O brilho em torno da inteligência artificial costuma esconder o lado humano que a sustenta. Nesta semana, esse véu caiu no Google: mais de 200 contratados, responsáveis por treinar e revisar respostas dos sistemas Gemini e AI Overviews, foram demitidos de uma só vez. Esses profissionais não eram iniciantes – muitos tinham mestrado ou até doutorado. Sua função era fundamental: avaliar as respostas das IAs, corrigir erros, ajustar o tom e garantir que o resultado final parecesse confiável e humano. 
Agora, boa parte desse trabalho invisível foi descartada.
As demissões aconteceram na GlobalLogic, empresa terceirizada que o Google usa para esse tipo de tarefa. Vários trabalhadores relatam que receberam apenas uma mensagem genérica de que o “projeto estava sendo reduzido”. Por trás dessa justificativa burocrática, existe uma disputa maior: segundo os contratados, o corte foi uma retaliação direta às tentativas de organização sindical e à pressão por salários mais justos. Andrew Lauzon, um dos demitidos, contou que simplesmente foi desconectado do projeto, sem chance de diálogo. Para quem acreditava que a união poderia trazer mais estabilidade, a mensagem foi clara: reivindicar direitos custa caro.
Esse episódio expõe uma contradição do boom da IA: o futuro que nos vendem como autônomo e inteligente depende, na verdade, de centenas de pessoas corrigindo e refinando os sistemas. São elas que impedem que o modelo invente fatos, reproduza preconceitos ou produza frases sem sentido. Sem esse filtro humano, os algoritmos perdem credibilidade. Mesmo assim, o Google se distancia, lembrando que os trabalhadores “são funcionários da GlobalLogic, não da Alphabet”. Uma resposta juridicamente precisa, mas que evidencia a fragilidade da posição desses profissionais.

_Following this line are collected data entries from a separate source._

//! Field-by-field validation of raw records against a [`FeatureSchema`].
//!
//! Each field yields at most one error, checked in this order:
//! missing, then non-numeric, then out of range. Every field is checked;
//! errors come back in schema order.

use crate::record::{RawRecord, ValidatedRecord};
use crate::schema::{Bound, Feature, FeatureSchema, FEATURE_COUNT};
use serde_json::Value as JsonValue;
use std::fmt;
use thiserror::Error;

#[derive(Debug, Clone, PartialEq, Error)]
pub enum FieldError {
    #[error("Missing required field: {field}")]
    Missing { field: &'static str },
    #[error("{field} must be a number")]
    NotANumber { field: &'static str },
    #[error("{field} must be between {min} and {max}")]
    OutOfRange {
        field: &'static str,
        min: Bound,
        max: Bound,
    },
}

impl FieldError {
    pub fn field(&self) -> &'static str {
        match self {
            FieldError::Missing { field }
            | FieldError::NotANumber { field }
            | FieldError::OutOfRange { field, .. } => field,
        }
    }
}

/// Accumulated validation errors. Empty means valid.
#[derive(Debug, Clone, Default, PartialEq)]
pub struct ValidationReport {
    errors: Vec<FieldError>,
}

impl ValidationReport {
    pub fn is_valid(&self) -> bool {
        self.errors.is_empty()
    }

    pub fn errors(&self) -> &[FieldError] {
        &self.errors
    }

    /// Human-readable messages, one per offending field.
    pub fn messages(&self) -> Vec<String> {
        self.errors.iter().map(ToString::to_string).collect()
    }

    pub fn len(&self) -> usize {
        self.errors.len()
    }

    pub fn is_empty(&self) -> bool {
        self.errors.is_empty()
    }
}

impl fmt::Display for ValidationReport {
    fn fmt(&self, f: &mut fmt::Formatter<'_>) -> fmt::Result {
        f.write_str(&self.messages().join("; "))
    }
}

impl std::error::Error for ValidationReport {}

/// JSON integers and reals only. Booleans are not numbers here.
fn numeric(value: &JsonValue) -> Option<f64> {
    match value {
        JsonValue::Number(n) => n.as_f64(),
        _ => None,
    }
}

fn check_field(feature: &Feature, value: Option<&JsonValue>) -> Result<f64, FieldError> {
    let value = value.ok_or(FieldError::Missing {
        field: feature.name,
    })?;
    let x = numeric(value).ok_or(FieldError::NotANumber {
        field: feature.name,
    })?;
    if !feature.contains(x) {
        return Err(FieldError::OutOfRange {
            field: feature.name,
            min: feature.min,
            max: feature.max,
        });
    }
    Ok(x)
}

/// Checks records against one schema.
#[derive(Debug, Clone, Copy)]
pub struct Validator {
    schema: &'static FeatureSchema,
}

impl Default for Validator {
    fn default() -> Self {
        Self::new(FeatureSchema::diabetes())
    }
}

impl Validator {
    pub fn new(schema: &'static FeatureSchema) -> Self {
        Self { schema }
    }

    pub fn schema(&self) -> &'static FeatureSchema {
        self.schema
    }

    /// Report every problem with `record` without promoting it.
    pub fn validate(&self, record: &RawRecord) -> ValidationReport {
        match self.promote(record) {
            Ok(_) => ValidationReport::default(),
            Err(report) => report,
        }
    }

    /// Promote a raw record to a validated one, or return all field errors.
    pub fn promote(&self, record: &RawRecord) -> Result<ValidatedRecord, ValidationReport> {
        let mut values = [0.0; FEATURE_COUNT];
        let mut errors = Vec::new();
        for (slot, feature) in values.iter_mut().zip(self.schema.features()) {
            match check_field(feature, record.get(feature.name)) {
                Ok(x) => *slot = x,
                Err(e) => errors.push(e),
            }
        }
        if errors.is_empty() {
            Ok(ValidatedRecord::from_ordered(values))
        } else {
            log::debug!("record rejected with {} field error(s)", errors.len());
            Err(ValidationReport { errors })
        }
    }
}

impl RawRecord {
    /// Validate against the diabetes schema.
    pub fn validate(&self) -> Result<ValidatedRecord, ValidationReport> {
        Validator::default().promote(self)
    }
}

A prática não é exclusiva do Google. Em todo o Vale do Silício, a terceirização virou a regra: reduz custos, mas transfere os riscos para quem está na base. Assim, pessoas altamente qualificadas acabam com empregos instáveis, sem benefícios adequados e sempre sob a ameaça de cortes súbitos. O paradoxo é cruel: a inteligência artificial, vendida como revolução tecnológica, depende justamente de um contingente humano tratado como descartável.
Do ponto de vista financeiro, o corte pode até parecer lógico no curto prazo. Porém, eticamente e em termos de imagem, é um desastre. Demitir os profissionais que garantem a qualidade do produto mais importante da empresa – e justamente no momento em que pedem condições dignas – transmite a impressão de que as pessoas valem menos que os algoritmos que ajudam a construir. A pergunta que fica é: se essa base invisível desmoronar, o que acontece com a própria credibilidade da IA?
Enquanto isso, os ex-funcionários tentam se recolocar no mercado, e a corrida pela IA continua acelerada. Mas o recado é claro: a “magia” da inteligência artificial não surge sozinha. Ela repousa sobre ombros humanos – e esses ombros continuam sendo os mais vulneráveis da equação.